За сестру было очень больно и горько. Как сильно болит разбитое сердце я и сама знала не понаслышке. А еще знала, что время обязательно поможет. Вот только промежуток этого самого времени пережить бывает очень и очень трудно.
— Ты приняла правильное решение, знаешь?
— Да…
— И если он снова захочет все вернуть…
— Нет, все, — Алина отстранилась, — Теперь точно все, обещаю.
— Ты не мне обещай, сестренка, а самой себе. Ведь самое главное чтобы ты была счастлива. А с ним у тебя счастья очень и очень мало было…
Алина закивала. Неуловимым движением смахнула слезы с длинных изящно и почти незаметно наращенных ресниц. Они очень красиво подчеркивали ее карие, такие же, как у меня, глаза. Волосы сестра красила в рыжий и выглядело это тоже очень натурально и красиво, словно бы ее родной цвет.
Я тоже как-то по ее примеру попробовала покрасить свои, но это был самый настоящий ужас. А вот Алине шло. Ей в принципе шло почти все. Высокая, на пять сантиметров выше моих ста семидесяти, с плавными изгибами фигуры, пухлыми губами и высокими скулами она была красавицей. Да еще и вдобавок талантливой и пробивной девушкой. Смелой, не то что я. И нет, я не завидовала сестре. Я восхищалась ею и часто хотела стать на нее похожей. Но пока это не особо получалось.
И дело было не во внешности. Меня в принципе устраивала и моя. Рост, фигура, черты лица. Но вот я бы многое отдала за то, чтоб стать такой же уверенной в себе, как сестра. Научиться так же легко, как она, принимать решения, менять свою жизнь, не бояться рисковать и отстаивать себя…
— Ладно, хватит уже говорить обо мне. Что там этот твой Филипп Мудакович? Продолжает донимать?
— Алин… Никакой он не Мудакович. Просто строгий очень. Ну и не отнесся ко мне серьезно поначалу. Но теперь уже все хорошо.
— Хорошо или ты просто не хочешь, чтоб я подъехала к нему и убедительно попросила перестать самоутверждаться за счет моей младшей сестры? — нахмурилась девушка.
— Хорошо! И, Алин, как ты себе вообще представляешь этот разговор? И, особенно то, что будет после него… Я же навечно останусь “принцессой”…
— Другую тебе работу найдем? Что у нас фельдшера в избытке еще и такие, как ты? Знаешь ли, с твоими знаниями можно прям сразу на частную медицину замахиваться, причем легко и просто, а не терпеть за копейки хамство мужика, который бесится от того, что ничего в жизни не добился, в государственной.
— Алин, кому-то нужно работать и в государственных скорых…
— Кому-то нужно, но почему этот кто-то ты? Всю жизнь что ли собираешься пахать за копейки?
— Пока что собираюсь. А что буду делать потом время покажет, — я вскинула голову, — И мне нравится моя работа, пусть даже она низко оплачивается.
— О, — карие глаза сестры азартно вспыхнули, она хлопнула в ладоши, — вот такой настрой мне уже нравится. Вспоминай о нем каждый раз, как Филипп Мудилович захочет повыделываться и я буду за тебя спокойна.

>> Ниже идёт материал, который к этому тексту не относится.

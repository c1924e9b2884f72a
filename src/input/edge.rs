// Copyright (C) 2026  Caprica Software Limited
//
// This program is free software: you can redistribute it and/or modify
// it under the terms of the GNU General Public License as published by
// the Free Software Foundation, either version 3 of the License, or
// (at your option) any later version.
//
// This program is distributed in the hope that it will be useful,
// but WITHOUT ANY WARRANTY; without even the implied warranty of
// MERCHANTABILITY or FITNESS FOR A PARTICULAR PURPOSE.  See the
// GNU General Public License for more details.
//
// You should have received a copy of the GNU General Public License
// along with this program.  If not, see <https://www.gnu.org/licenses/>.

//! Debounced edge detection for a single digital input.
//!
//! A raw change is accepted only when strictly more than the debounce
//! interval has elapsed since the last accepted change; anything faster is
//! contact bounce and is ignored. Releases after a long hold are reported as
//! [`Transition::LongPress`] in place of [`Transition::Released`].

use std::time::Duration;

#[derive(Debug, Clone, Copy, PartialEq, Eq, Hash)]
pub enum Transition {
    Pressed,
    Released,
    LongPress,
    RepeatWhileHeld,
}

#[derive(Debug, Clone)]
pub struct EdgeDetector {
    debounce: Duration,
    long_press: Duration,
    repeat: Option<Duration>,
    active: bool,
    last_change: Option<Duration>,
    pressed_at: Duration,
    last_repeat: Duration,
}

impl EdgeDetector {
    pub fn new(debounce: Duration, long_press: Duration) -> Self {
        Self {
            debounce,
            long_press,
            repeat: None,
            active: false,
            last_change: None,
            pressed_at: Duration::ZERO,
            last_repeat: Duration::ZERO,
        }
    }

    /// Emits [`Transition::RepeatWhileHeld`] every `interval` while held.
    pub fn with_repeat(mut self, interval: Option<Duration>) -> Self {
        self.repeat = interval;
        self
    }

    /// Debounced state.
    pub fn is_active(&self) -> bool {
        self.active
    }

    /// Feeds one raw sample taken at `now` and returns the resulting
    /// transition, if any.
    pub fn sample(&mut self, raw: bool, now: Duration) -> Option<Transition> {
        if raw != self.active {
            let settled = self
                .last_change
                .is_none_or(|at| now.saturating_sub(at) > self.debounce);
            if settled {
                self.active = raw;
                self.last_change = Some(now);
                if raw {
                    self.pressed_at = now;
                    self.last_repeat = now;
                    return Some(Transition::Pressed);
                }
                let held = now.saturating_sub(self.pressed_at);
                return Some(if held >= self.long_press {
                    Transition::LongPress
                } else {
                    Transition::Released
                });
            }
        }

        if self.active {
            if let Some(interval) = self.repeat {
                if now.saturating_sub(self.last_repeat) >= interval {
                    self.last_repeat = now;
                    return Some(Transition::RepeatWhileHeld);
                }
            }
        }
        None
    }
}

Я не выдержала и улыбнулась. Алинка всю жизнь так делала, брала меня “на слабо”, как это сама называла, чтоб “разбудить боевого хомяка”.
— А на личном у тебя что? Ты о парнях в последнее время ни слова…
— Да, — сразу вспомнился Сорокин и я почувствовала как сердце начинает биться быстрее, а щеки краснеют, — особо нечего рассказывать. Мой график…
— И ты поэтому так покраснела, ага? — заинтересованно прищурилась девушка.